Within the lines below, find those that hold the string "horizon" and copy each one.

EXERCISE MATERIALS:
= Beginning of Section =

//! Events client: `GET /api/calendar/events?ticker={ticker}` with an
//! `X-API-Key` header, reduced to a single risk factor = the maximum
//! `risk_factor` among events within the next 30 days (§6.2).

use std::sync::Arc;

use chrono::{Duration as ChronoDuration, NaiveDate, Utc};
use reqwest::Client;
use serde::Deserialize;

use crate::clock::Clock;
use crate::config::UpstreamEndpointConfig;
use crate::rng::Rng;

use super::breaker::CircuitState;
use super::{EndpointFabric, UpstreamError};

#[derive(Debug, Deserialize)]
struct EventsResponse {
    events: Vec<CalendarEvent>,
}

#[derive(Debug, Deserialize)]
struct CalendarEvent {
    #[allow(dead_code)]
    #[serde(rename = "type")]
    event_type: String,
    date: NaiveDate,
    risk_factor: i32,
}

pub struct EventsClient {
    http: Client,
    base_url: String,
    api_key: String,
    fabric: EndpointFabric,
    clock: Arc<dyn Clock>,
}

impl EventsClient {
    pub fn new(
        http: Client,
        base_url: String,
        api_key: String,
        config: UpstreamEndpointConfig,
        clock: Arc<dyn Clock>,
        rng: Arc<dyn Rng>,
    ) -> Self {
        Self {
            http,
            base_url,
            api_key,
            fabric: EndpointFabric::new("events", config, clock.clone(), rng),
            clock,
        }
    }

    pub fn breaker_state(&self) -> CircuitState {
        self.fabric.breaker().state()
    }

    /// Returns the reduced risk factor, clamped to `[0, 10]` per §4.5.
    pub async fn fetch_event_risk(&self, ticker: &str) -> Result<i32, UpstreamError> {
        let url = format!("{}/api/calendar/events", self.base_url);
        let today = self.clock.now().date_naive();
        let horizon = today + ChronoDuration::days(30);

        let risk = self
            .fabric
            .run(|| async {
                let response = self
                    .http
                    .get(&url)
                    .query(&[("ticker", ticker)])
                    .header("X-API-Key", &self.api_key)
                    .send()
                    .await
                    .map_err(|e| UpstreamError::Transport(e.to_string()))?;

                if !response.status().is_success() {
                    return Err(UpstreamError::BadStatus { status: response.status() });
                }

                let body: EventsResponse = response
                    .json()
                    .await
                    .map_err(|e| UpstreamError::Decode(e.to_string()))?;

                Ok(body.events)
            })
            .await?;

        let max_risk = risk
            .into_iter()
            .filter(|e| e.date >= today && e.date <= horizon)
            .map(|e| e.risk_factor)
            .max()
            .unwrap_or(0);

        Ok(max_risk.clamp(0, 10))
    }
}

= End of Section =

COMPLETED EXERCISE:
        let horizon = today + ChronoDuration::days(30);
            .filter(|e| e.date >= today && e.date <= horizon)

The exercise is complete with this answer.